Julia Glushko (or Yulia, ; born 1 January 1990) is an Israeli retired tennis player.

She won 11 singles and 14 doubles titles on the ITF Circuit. Her best results at a Grand Slam tournament were reaching the third round of the US Open in 2013, and the French Open in 2014 in singles. In September 2015, she reached the final of the WTA Challenger event in Dalian, where she was defeated by Zheng Saisai.

On 23 June 2014, Glushko reached her best singles ranking of world No. 79. On 4 November 2013, she peaked at No. 109 in the doubles rankings. She won the 2011 Israeli National Women's Singles Championship. Playing for Israel in the Fed Cup, she had a win–loss record of 29–29.

Early and personal life
Glushko was born in Donetsk, Ukrainian SSR, USSR, who is fluent in Hebrew, Russian, and English. She started playing tennis at the age of four. Her parents, Sergio and Olga, are tennis instructors.
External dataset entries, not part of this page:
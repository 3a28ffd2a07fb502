//! Path utility functions for normalization, comparison and cleanup.

use anyhow::Result;
use log::debug;
use std::path::{Component, Path, PathBuf};

use super::Runtime;

/// Normalize a path by processing `.` and `..` components lexically.
/// This does not access the filesystem and does not follow symlinks.
pub(crate) fn normalize_path(path: &Path) -> PathBuf {
    let mut result = PathBuf::new();
    for component in path.components() {
        match component {
            Component::CurDir => {}
            Component::ParentDir => {
                if !result.pop() {
                    result.push(component);
                }
            }
            _ => {
                result.push(component);
            }
        }
    }
    result
}

/// Check if a path is under a given directory by comparing normalized path components.
/// Returns true if `path` is under `dir` (i.e., `dir` is a prefix of `path`).
///
/// For example, `/go/src/../../etc` is NOT under `/go/src`.
pub fn is_path_under(path: &Path, dir: &Path) -> bool {
    let normalized_path = normalize_path(path);
    let normalized_dir = normalize_path(dir);

    let path_components: Vec<_> = normalized_path.components().collect();
    let dir_components: Vec<_> = normalized_dir.components().collect();

    if path_components.len() < dir_components.len() {
        return false;
    }

    dir_components
        .iter()
        .zip(path_components.iter())
        .all(|(d, p)| d == p)
}

/// A directory is empty when it does not exist or has no entries at all.
pub fn is_dir_empty<R: Runtime>(runtime: &R, path: &Path) -> bool {
    if !runtime.exists(path) {
        return true;
    }
    match runtime.read_dir(path) {
        Ok(entries) => entries.is_empty(),
        Err(_) => false,
    }
}

/// Remove `path` and then each of its parents while they are empty
/// directories, never touching `root` itself or anything outside it.
///
/// A leaf that does not exist is skipped and its parents are still examined.
/// The walk stops quietly at the first file or non-empty directory.
pub fn rmdir_empty_all<R: Runtime>(runtime: &R, path: &Path, root: &Path) -> Result<()> {
    let root = normalize_path(root);
    let mut current = Some(normalize_path(path));

    while let Some(dir) = current {
        if dir == root || !is_path_under(&dir, &root) {
            break;
        }
        if runtime.exists(&dir) {
            if !runtime.is_dir(&dir) || !is_dir_empty(runtime, &dir) {
                break;
            }
            debug!("Removing empty directory {:?}", dir);
            runtime.remove_dir(&dir)?;
        }
        current = dir.parent().map(Path::to_path_buf);
    }

    Ok(())
}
Glushko and her family immigrated to Israel from Ukraine when she was nine years old, initially living in the Katamon neighborhood of the city of Jerusalem for three years, and then in the city of Ramat HaSharon. She then trained at the Wingate Institute in Netanya. She served in the Israel Defense Forces for over two years. She lives in Modi'in, halfway between Jerusalem and Tel Aviv, Israel. Her younger sister Lina Glushko is also a tennis player.

Tennis career

Junior years
Glushko won four junior titles. The first three were the 2006 Saadia Rees (Grade 4), the 2007 Argentina Cup (Grade 2), and the 2007 Uruguay Bowl (Grade 2).
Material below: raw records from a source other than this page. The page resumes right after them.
impl<R: Runtime, V: Vcs, B: BuildTool> Env<R, V, B> {
    /// Install or update one package, `name` or `name@version`.
    ///
    /// With a non-empty `import_path` the package is checked out under that
    /// import path while its remote stays the one of `pkg_name`, which is how
    /// a fork replaces the original. Missing dependencies are installed
    /// afterwards unless disabled.
    pub fn sync(&mut self, pkg_name: &str, import_path: &str) -> Result<()> {
        self.sync_package(pkg_name, import_path)?;
        if !self.config.no_deps {
            self.install_missing()?;
        }
        Ok(())
    }

    /// [`Env::sync`] for each name in turn, stopping at the first failure.
    pub fn sync_many(&mut self, pkg_names: &[String]) -> Result<()> {
        for name in pkg_names {
            self.sync_package(name, "")?;
        }
        if !self.config.no_deps {
            self.install_missing()?;
        }
        Ok(())
    }

    /// Returns the index of the synced package, or `None` when nothing was
    /// done.
    fn sync_package(&mut self, pkg_name: &str, import_path: &str) -> Result<Option<usize>> {
        let (name, version) = parse_pkg_version(pkg_name);
        if name.is_empty() {
            return Err(BekuError::EmptyOrInvalidPackageName.into());
        }
        let into = import_path.trim();

        if self.graph.is_excluded(&name) || (!into.is_empty() && self.graph.is_excluded(into)) {
            writeln!(self.out, "!!! Package '{}' is excluded.", name)?;
            return Ok(None);
        }

        let src_dir = self.src_dir();
        let mut candidate = if into.is_empty() {
            Package::new(&src_dir, &repo_root(&name), "")?
        } else {
            Package::new(&src_dir, into, &default_remote_url(&name))?
        };
        if !version.is_empty() {
            candidate.set_version(version);
        }

        let synced = match self
            .graph
            .get_package_from_db(&candidate.import_path, &candidate.remote_url)
        {
            Some(idx) => self.sync_update(idx, candidate, !into.is_empty())?,
            None => self.sync_install(candidate)?,
        };

        if let Some(idx) = synced {
            self.post_sync(idx)?;
        }
        Ok(synced)
    }

    fn sync_update(
        &mut self,
        idx: usize,
        mut candidate: Package,
        explicit_remote: bool,
    ) -> Result<Option<usize>> {
        writeln!(
            self.out,
            ">>> Fetching latest version of {} ...",
            self.graph.pkg(idx).import_path
        )?;
        self.graph.pkg_mut(idx).fetch_latest_version(&self.vcs)?;
        let cur = self.graph.pkg(idx).clone();

        if !explicit_remote {
            candidate.import_path = cur.import_path.clone();
            candidate.full_path = cur.full_path.clone();
            candidate.remote_name = cur.remote_name.clone();
            candidate.remote_url = cur.remote_url.clone();
        } else if candidate.import_path != cur.import_path
            && self.graph.index_of(&candidate.import_path).is_some()
        {
            anyhow::bail!(
                "Sync {}: '{}' is already tracked",
                cur.import_path,
                candidate.import_path
            );
        }
        candidate.remote_branch = cur.remote_branch.clone();
        if candidate.version().is_empty() {
            let latest = if cur.version_next.is_empty() {
                cur.version()
            } else {
                &cur.version_next
            };
            candidate.set_version(latest);
        }

        if cur.is_equal(&candidate) {
            self.graph.pkg_mut(idx).version_next.clear();
            writeln!(self.out, ">>> {} is up to date.", cur.import_path)?;
            writeln!(self.out, ">>> Nothing to update.")?;
            return Ok(None);
        }

        writeln!(self.out, ">>> Updating package {}", cur.import_path)?;
        if cur.import_path != candidate.import_path {
            writeln!(
                self.out,
                "    ImportPath  {} -> {}",
                cur.import_path, candidate.import_path
            )?;
        }
        if cur.remote_url != candidate.remote_url {
            writeln!(
                self.out,
                "    RemoteURL   {} -> {}",
                cur.remote_url, candidate.remote_url
            )?;
        }
        writeln!(
            self.out,
            "    Version     {} -> {}",
            cur.version(),
            candidate.version()
        )?;
        let compare_url = get_compare_url(&cur.remote_url, cur.version(), candidate.version());
        if !compare_url.is_empty() {
            writeln!(self.out, "    Compare     {}", compare_url)?;
        }

        if !self.config.no_confirm && self.runtime.confirm("View commit logs?", false)? {
            let log = self
                .vcs
                .log_revisions(&cur.full_path, cur.version(), candidate.version())?;
            writeln!(self.out, "{}", log)?;
        }
        if !self.confirm("Proceed with update?", true)? {
            self.graph.pkg_mut(idx).version_next.clear();
            writeln!(self.out, ">>> Update cancelled.")?;
            return Ok(None);
        }

        let src_dir = self.src_dir();
        let updated = self
            .graph
            .pkg_mut(idx)
            .update(&self.runtime, &self.vcs, &src_dir, &candidate);

        // The directory may have moved even when a later step failed.
        let pkg = self.graph.pkg_mut(idx);
        if pkg.import_path != cur.import_path {
            pkg.mark_dirty();
            let moved_to = pkg.import_path.clone();
            self.graph.rename_refs(&cur.import_path, &moved_to);
            self.graph.set_dirty();
        }
        updated?;
        self.graph.set_dirty();
        Ok(Some(idx))
    }

    fn sync_install(&mut self, mut candidate: Package) -> Result<Option<usize>> {
        if !is_dir_empty(&self.runtime, &candidate.full_path) {
            writeln!(
                self.out,
                "!!! Directory {} is not empty.",
                candidate.full_path.display()
            )?;
            if !self.confirm("Clean destination directory?", true)? {
                writeln!(self.out, ">>> Sync cancelled.")?;
                return Ok(None);
            }
            self.runtime.remove_dir_all(&candidate.full_path)?;
        }

        writeln!(
            self.out,
            ">>> Installing {} from {} ...",
            candidate.import_path, candidate.remote_url
        )?;
        self.install_package(&mut candidate)?;
        writeln!(
            self.out,
            ">>> {} installed at {}",
            candidate.import_path,
            candidate.version()
        )?;

        candidate.mark_dirty();
        let idx = self.graph.add_package(candidate)?;
        self.graph.set_dirty();
        Ok(Some(idx))
    }

    /// Clone `pkg`. On failure anything left of the clone is removed, unless
    /// the clone was refused because the directory was not empty.
    pub(super) fn install_package(&self, pkg: &mut Package) -> Result<()> {
        let Err(err) = pkg.install(&self.vcs) else {
            return Ok(());
        };

        let dir_not_empty = matches!(
            err.downcast_ref::<BekuError>(),
            Some(BekuError::DirNotEmpty(_))
        );
        if !dir_not_empty
            && let Err(rm_err) = pkg.remove(&self.runtime, &self.build, &self.src_dir())
        {
            warn!("{:#}", rm_err);
        }
        Err(err)
    }

    /// Resolve the graph's missing imports against the synced package,
    /// relink its own imports and build it when nothing is missing.
    pub(super) fn post_sync(&mut self, idx: usize) -> Result<()> {
        self.graph.update_missing_at(idx, true);
        if self.scan_deps(idx)? {
            self.graph.set_dirty();
        }

        let pkg = self.graph.pkg(idx);
        if pkg.deps_missing.is_empty() {
            writeln!(self.out, ">>> Building {} ...", pkg.import_path)?;
            pkg.go_install(&self.build)?;
            return Ok(());
        }

        writeln!(
            self.out,
            "!!! {} is not built, missing dependencies:",
            pkg.import_path
        )?;
        for missing in &pkg.deps_missing {
            writeln!(self.out, "    - {}", missing)?;
        }
        Ok(())
    }

    /// Sync the repository of every missing import that is not excluded,
    /// until no new one shows up. Failures are reported and skipped.
    pub fn install_missing(&mut self) -> Result<()> {
        let mut attempted: HashSet<String> = HashSet::new();

        loop {
            let mut pending: Vec<String> = Vec::new();
            for missing in self.graph.missing() {
                let root = repo_root(missing);
                if !self.graph.is_excluded(&root)
                    && !attempted.contains(&root)
                    && !pending.contains(&root)
                {
                    pending.push(root);
                }
            }
            if pending.is_empty() {
                break;
            }

            for root in pending {
                attempted.insert(root.clone());
                writeln!(self.out, ">>> Installing missing dependency {}", root)?;
                if let Err(err) = self.sync_package(&root, "") {
                    warn!("{:#}", err);
                    writeln!(self.out, "!!! {}: {:#}", root, err)?;
                }
            }
        }
        debug!("missing after install: {:?}", self.graph.missing());
        Ok(())
    }

    /// Fetch every tracked package and update, after one confirmation, all
    /// of those with a newer version.
    pub fn sync_all(&mut self) -> Result<()> {
        let policy = self.config.version_policy;
        let mut changed = Vec::new();

        for idx in 0..self.graph.len() {
            writeln!(
                self.out,
                ">>> Fetching {} ...",
                self.graph.pkg(idx).import_path
            )?;
            let pkg = self.graph.pkg_mut(idx);
            if let Err(err) = pkg.fetch_latest_version(&self.vcs) {
                warn!("{:#}", err);
                continue;
            }
            if policy.is_update(pkg.version(), &pkg.version_next) {
                changed.push(idx);
            } else {
                pkg.version_next.clear();
            }
        }

        if changed.is_empty() {
            writeln!(self.out, ">>> All packages are up to date.")?;
            return Ok(());
        }

        let width = changed
            .iter()
            .map(|&idx| self.graph.pkg(idx).import_path.len())
            .max()
            .unwrap_or(0);
        writeln!(self.out, ">>> The following packages will be updated:")?;
        for &idx in &changed {
            let pkg = self.graph.pkg(idx);
            writeln!(
                self.out,
                "    {:<width$}  {} -> {}",
                pkg.import_path,
                pkg.version(),
                pkg.version_next
            )?;
            let compare_url = get_compare_url(&pkg.remote_url, pkg.version(), &pkg.version_next);
            if !compare_url.is_empty() {
                writeln!(self.out, "    {:<width$}  {}", "", compare_url)?;
            }
        }

        if !self.confirm("Proceed with update?", true)? {
            writeln!(self.out, ">>> Update cancelled.")?;
            return Ok(());
        }

        for &idx in &changed {
            let pkg = self.graph.pkg_mut(idx);
            let next = pkg.version_next.clone();
            pkg.checkout(&self.vcs, &next)?;
            pkg.promote();
            info!("{} updated to {}", pkg.import_path, next);
            self.graph.set_dirty();
        }

        for idx in changed {
            if let Err(err) = self.post_sync(idx) {
                warn!("{:#}", err);
            }
        }
        if !self.config.no_deps {
            self.install_missing()?;
        }
        Ok(())
    }
}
In March 2007, she won the Grade-1 Asunción Bowl junior girls tournament in Paraguay. It was the first Grade-1 title of Glushko's career.  At 17 years of age she was ranked 10th in the world junior tennis rankings.

At the US Open in September 2007, Glushko won her first two junior singles matches, and her first-round junior doubles match with Tyra Calderwood.

Professional career

Glushko won 11 singles and 14 doubles titles on the ITF Women's Circuit. Her best results at a Grand Slam tournament was reaching the third round of the US Open in 2013, and the French Open in 2014 in singles.

Glushko made her professional debut in March 2004 at an ITF event in Ramat HaSharon. She beat Diana Voskoboynik (Israel) in the first round of qualifying, before losing to Yakaterina Burduli.

Her best result on the professional level to that point was a semifinal appearance at an ITF event in Antalya in May 2006, where Glushko lost to Çağla Büyükakçay.

In November 2007, Glushko won her first ITF title an event in Mallorca, beating Diana Enache in the final.

In 2008, she won three ITF titles in doubles competitions with different partners. Glushko celebrated her maiden title at Albufeira, Portugal, alongside Marina Melnikova in February, beating Martina Babáková and Elena Chalova in the final, followed by the victory at Porto Rafti, Greece, with Dominice Ripoll in March, and a third tournament win in May at Ra'anana, where Glushko teamed up with Manana Shapakidze.

In November 2010, she defeated top-seeded world No. 42, Jarmila Wolfe, at the $25k event in Traralgon, Australia, which she won.

In December 2010, Glushko lost the final of the Israeli championships to Shahar Pe'er, in three sets.

In January 2011, she played her first Grand Slam qualifying match, for the Australian Open , reaching the second round after losing to Nuria Llagostera Vives.

Glushko beat Shahar Pe'er in the women's final of the 2011 Israel National Championships.

In 2012, Glushko made her Grand Slam main-draw debut at the US Open, after she defeated Zheng Saisai in the qualifying competition. She lost in the first round to Yanina Wickmayer in straight sets.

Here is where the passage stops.